▶ Task:
Repeat each record that follows, keeping it identical.
::: Dataset excerpts :::
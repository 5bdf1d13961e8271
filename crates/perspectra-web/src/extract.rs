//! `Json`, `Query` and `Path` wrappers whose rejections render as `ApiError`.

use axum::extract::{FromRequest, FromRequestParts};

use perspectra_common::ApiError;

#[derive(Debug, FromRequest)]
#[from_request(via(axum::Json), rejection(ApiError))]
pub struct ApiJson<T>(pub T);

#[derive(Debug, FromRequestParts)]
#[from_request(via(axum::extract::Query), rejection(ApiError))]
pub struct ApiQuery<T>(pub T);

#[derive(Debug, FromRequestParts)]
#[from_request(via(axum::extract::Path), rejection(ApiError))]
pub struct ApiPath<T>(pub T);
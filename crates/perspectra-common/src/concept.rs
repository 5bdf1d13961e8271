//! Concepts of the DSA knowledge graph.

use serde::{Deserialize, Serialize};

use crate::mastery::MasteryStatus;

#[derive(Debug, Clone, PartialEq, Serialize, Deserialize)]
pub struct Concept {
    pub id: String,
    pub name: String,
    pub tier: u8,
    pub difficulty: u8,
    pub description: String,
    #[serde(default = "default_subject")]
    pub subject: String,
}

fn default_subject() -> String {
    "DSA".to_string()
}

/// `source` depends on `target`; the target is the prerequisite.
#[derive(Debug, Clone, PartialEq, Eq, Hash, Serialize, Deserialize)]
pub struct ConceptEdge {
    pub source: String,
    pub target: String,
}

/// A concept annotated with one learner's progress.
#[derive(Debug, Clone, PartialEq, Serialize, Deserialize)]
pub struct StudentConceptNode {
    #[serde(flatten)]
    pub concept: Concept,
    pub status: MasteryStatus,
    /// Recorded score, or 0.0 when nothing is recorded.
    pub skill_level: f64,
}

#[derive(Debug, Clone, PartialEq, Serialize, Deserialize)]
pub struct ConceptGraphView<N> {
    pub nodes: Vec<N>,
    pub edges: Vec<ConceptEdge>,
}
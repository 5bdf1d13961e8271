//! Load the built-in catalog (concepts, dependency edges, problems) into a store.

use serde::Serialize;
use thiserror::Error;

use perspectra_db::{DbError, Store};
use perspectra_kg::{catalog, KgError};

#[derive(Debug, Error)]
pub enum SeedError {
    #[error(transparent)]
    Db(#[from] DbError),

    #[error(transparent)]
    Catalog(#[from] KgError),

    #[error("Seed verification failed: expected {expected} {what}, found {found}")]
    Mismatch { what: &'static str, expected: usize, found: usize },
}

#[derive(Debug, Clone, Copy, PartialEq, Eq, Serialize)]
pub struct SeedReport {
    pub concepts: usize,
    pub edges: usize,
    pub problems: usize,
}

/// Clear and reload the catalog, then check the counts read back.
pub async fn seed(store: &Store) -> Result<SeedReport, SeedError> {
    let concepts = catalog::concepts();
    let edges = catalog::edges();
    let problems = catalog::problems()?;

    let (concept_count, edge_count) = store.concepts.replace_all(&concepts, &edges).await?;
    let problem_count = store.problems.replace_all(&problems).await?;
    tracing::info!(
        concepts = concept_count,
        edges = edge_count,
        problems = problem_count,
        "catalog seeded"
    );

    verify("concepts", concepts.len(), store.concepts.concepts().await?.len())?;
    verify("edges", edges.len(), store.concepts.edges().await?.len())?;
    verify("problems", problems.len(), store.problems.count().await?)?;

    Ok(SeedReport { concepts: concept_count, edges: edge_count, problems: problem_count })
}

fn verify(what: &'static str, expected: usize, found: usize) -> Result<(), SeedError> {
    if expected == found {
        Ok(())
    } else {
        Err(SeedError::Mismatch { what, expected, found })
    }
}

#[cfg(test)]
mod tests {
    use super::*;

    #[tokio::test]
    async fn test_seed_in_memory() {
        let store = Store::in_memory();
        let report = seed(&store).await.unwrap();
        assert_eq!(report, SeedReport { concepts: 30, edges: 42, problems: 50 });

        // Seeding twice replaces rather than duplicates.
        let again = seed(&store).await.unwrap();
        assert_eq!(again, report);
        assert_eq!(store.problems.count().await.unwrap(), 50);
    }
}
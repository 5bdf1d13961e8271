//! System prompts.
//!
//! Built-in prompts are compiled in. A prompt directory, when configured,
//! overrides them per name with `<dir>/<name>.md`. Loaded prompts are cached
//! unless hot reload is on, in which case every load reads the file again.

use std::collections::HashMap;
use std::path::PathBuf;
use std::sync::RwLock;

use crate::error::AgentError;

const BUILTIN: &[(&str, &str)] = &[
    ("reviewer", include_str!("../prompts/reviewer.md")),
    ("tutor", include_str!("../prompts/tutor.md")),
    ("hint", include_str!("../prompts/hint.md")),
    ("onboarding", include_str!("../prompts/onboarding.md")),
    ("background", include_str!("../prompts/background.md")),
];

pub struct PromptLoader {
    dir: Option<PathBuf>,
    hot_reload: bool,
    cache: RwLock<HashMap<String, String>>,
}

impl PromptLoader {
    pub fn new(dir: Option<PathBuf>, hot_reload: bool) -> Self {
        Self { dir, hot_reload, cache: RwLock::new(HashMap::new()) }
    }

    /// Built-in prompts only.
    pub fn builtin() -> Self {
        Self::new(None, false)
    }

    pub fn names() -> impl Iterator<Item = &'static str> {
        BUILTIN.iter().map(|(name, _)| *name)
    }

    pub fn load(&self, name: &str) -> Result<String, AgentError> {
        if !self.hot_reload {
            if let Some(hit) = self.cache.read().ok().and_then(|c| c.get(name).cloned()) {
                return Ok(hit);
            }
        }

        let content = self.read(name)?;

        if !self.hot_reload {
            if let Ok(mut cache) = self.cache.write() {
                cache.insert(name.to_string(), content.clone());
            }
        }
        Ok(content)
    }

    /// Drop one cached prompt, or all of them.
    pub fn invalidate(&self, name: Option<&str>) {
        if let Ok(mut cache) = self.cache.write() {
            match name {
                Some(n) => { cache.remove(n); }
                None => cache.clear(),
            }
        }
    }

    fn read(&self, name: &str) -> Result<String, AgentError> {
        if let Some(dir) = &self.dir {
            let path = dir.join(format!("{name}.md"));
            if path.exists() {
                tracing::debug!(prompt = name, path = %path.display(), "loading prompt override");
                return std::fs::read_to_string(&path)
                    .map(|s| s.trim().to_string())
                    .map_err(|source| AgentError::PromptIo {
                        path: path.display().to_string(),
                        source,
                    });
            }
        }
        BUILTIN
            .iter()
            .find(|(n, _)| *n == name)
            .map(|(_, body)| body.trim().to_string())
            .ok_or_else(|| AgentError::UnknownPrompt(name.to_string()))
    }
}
:::
▶ Task solution:
repository 5bdf1d13961e8271
filename crates/perspectra-web/src/extract.rs
//! `Json`, `Query` and `Path` wrappers whose rejections render as `ApiError`.

use axum::extract::{FromRequest, FromRequestParts};

use perspectra_common::ApiError;

#[derive(Debug, FromRequest)]
#[from_request(via(axum::Json), rejection(ApiError))]
pub struct ApiJson<T>(pub T);

#[derive(Debug, FromRequestParts)]
#[from_request(via(axum::extract::Query), rejection(ApiError))]
pub struct ApiQuery<T>(pub T);

#[derive(Debug, FromRequestParts)]
#[from_request(via(axum::extract::Path), rejection(ApiError))]
pub struct ApiPath<T>(pub T);
filename crates/perspectra-common/src/concept.rs
repository 5bdf1d13961e8271
//! Concepts of the DSA knowledge graph.

use serde::{Deserialize, Serialize};

use crate::mastery::MasteryStatus;

#[derive(Debug, Clone, PartialEq, Serialize, Deserialize)]
pub struct Concept {
    pub id: String,
    pub name: String,
    pub tier: u8,
    pub difficulty: u8,
    pub description: String,
    #[serde(default = "default_subject")]
    pub subject: String,
}

fn default_subject() -> String {
    "DSA".to_string()
}

/// `source` depends on `target`; the target is the prerequisite.
#[derive(Debug, Clone, PartialEq, Eq, Hash, Serialize, Deserialize)]
pub struct ConceptEdge {
    pub source: String,
    pub target: String,
}

/// A concept annotated with one learner's progress.
#[derive(Debug, Clone, PartialEq, Serialize, Deserialize)]
pub struct StudentConceptNode {
    #[serde(flatten)]
    pub concept: Concept,
    pub status: MasteryStatus,
    /// Recorded score, or 0.0 when nothing is recorded.
    pub skill_level: f64,
}

#[derive(Debug, Clone, PartialEq, Serialize, Deserialize)]
pub struct ConceptGraphView<N> {
    pub nodes: Vec<N>,
    pub edges: Vec<ConceptEdge>,
}
repository 5bdf1d13961e8271
//! Load the built-in catalog (concepts, dependency edges, problems) into a store.

use serde::Serialize;
use thiserror::Error;

use perspectra_db::{DbError, Store};
use perspectra_kg::{catalog, KgError};

#[derive(Debug, Error)]
pub enum SeedError {
    #[error(transparent)]
    Db(#[from] DbError),

    #[error(transparent)]
    Catalog(#[from] KgError),

    #[error("Seed verification failed: expected {expected} {what}, found {found}")]
    Mismatch { what: &'static str, expected: usize, found: usize },
}

#[derive(Debug, Clone, Copy, PartialEq, Eq, Serialize)]
pub struct SeedReport {
    pub concepts: usize,
    pub edges: usize,
    pub problems: usize,
}

/// Clear and reload the catalog, then check the counts read back.
pub async fn seed(store: &Store) -> Result<SeedReport, SeedError> {
    let concepts = catalog::concepts();
    let edges = catalog::edges();
    let problems = catalog::problems()?;

    let (concept_count, edge_count) = store.concepts.replace_all(&concepts, &edges).await?;
    let problem_count = store.problems.replace_all(&problems).await?;
    tracing::info!(
        concepts = concept_count,
        edges = edge_count,
        problems = problem_count,
        "catalog seeded"
    );

    verify("concepts", concepts.len(), store.concepts.concepts().await?.len())?;
    verify("edges", edges.len(), store.concepts.edges().await?.len())?;
    verify("problems", problems.len(), store.problems.count().await?)?;

    Ok(SeedReport { concepts: concept_count, edges: edge_count, problems: problem_count })
}

fn verify(what: &'static str, expected: usize, found: usize) -> Result<(), SeedError> {
    if expected == found {
        Ok(())
    } else {
        Err(SeedError::Mismatch { what, expected, found })
    }
}

#[cfg(test)]
mod tests {
    use super::*;

    #[tokio::test]
    async fn test_seed_in_memory() {
        let store = Store::in_memory();
        let report = seed(&store).await.unwrap();
        assert_eq!(report, SeedReport { concepts: 30, edges: 42, problems: 50 });

        // Seeding twice replaces rather than duplicates.
        let again = seed(&store).await.unwrap();
        assert_eq!(again, report);
        assert_eq!(store.problems.count().await.unwrap(), 50);
    }
}
repository 5bdf1d13961e8271
//! System prompts.
//!
//! Built-in prompts are compiled in. A prompt directory, when configured,
//! overrides them per name with `<dir>/<name>.md`. Loaded prompts are cached
//! unless hot reload is on, in which case every load reads the file again.

use std::collections::HashMap;
use std::path::PathBuf;
use std::sync::RwLock;

use crate::error::AgentError;

const BUILTIN: &[(&str, &str)] = &[
    ("reviewer", include_str!("../prompts/reviewer.md")),
    ("tutor", include_str!("../prompts/tutor.md")),
    ("hint", include_str!("../prompts/hint.md")),
    ("onboarding", include_str!("../prompts/onboarding.md")),
    ("background", include_str!("../prompts/background.md")),
];

pub struct PromptLoader {
    dir: Option<PathBuf>,
    hot_reload: bool,
    cache: RwLock<HashMap<String, String>>,
}

impl PromptLoader {
    pub fn new(dir: Option<PathBuf>, hot_reload: bool) -> Self {
        Self { dir, hot_reload, cache: RwLock::new(HashMap::new()) }
    }

    /// Built-in prompts only.
    pub fn builtin() -> Self {
        Self::new(None, false)
    }

    pub fn names() -> impl Iterator<Item = &'static str> {
        BUILTIN.iter().map(|(name, _)| *name)
    }

    pub fn load(&self, name: &str) -> Result<String, AgentError> {
        if !self.hot_reload {
            if let Some(hit) = self.cache.read().ok().and_then(|c| c.get(name).cloned()) {
                return Ok(hit);
            }
        }

        let content = self.read(name)?;

        if !self.hot_reload {
            if let Ok(mut cache) = self.cache.write() {
                cache.insert(name.to_string(), content.clone());
            }
        }
        Ok(content)
    }

    /// Drop one cached prompt, or all of them.
    pub fn invalidate(&self, name: Option<&str>) {
        if let Ok(mut cache) = self.cache.write() {
            match name {
                Some(n) => { cache.remove(n); }
                None => cache.clear(),
            }
        }
    }

    fn read(&self, name: &str) -> Result<String, AgentError> {
        if let Some(dir) = &self.dir {
            let path = dir.join(format!("{name}.md"));
            if path.exists() {
                tracing::debug!(prompt = name, path = %path.display(), "loading prompt override");
                return std::fs::read_to_string(&path)
                    .map(|s| s.trim().to_string())
                    .map_err(|source| AgentError::PromptIo {
                        path: path.display().to_string(),
                        source,
                    });
            }
        }
        BUILTIN
            .iter()
            .find(|(n, _)| *n == name)
            .map(|(_, body)| body.trim().to_string())
            .ok_or_else(|| AgentError::UnknownPrompt(name.to_string()))
    }
}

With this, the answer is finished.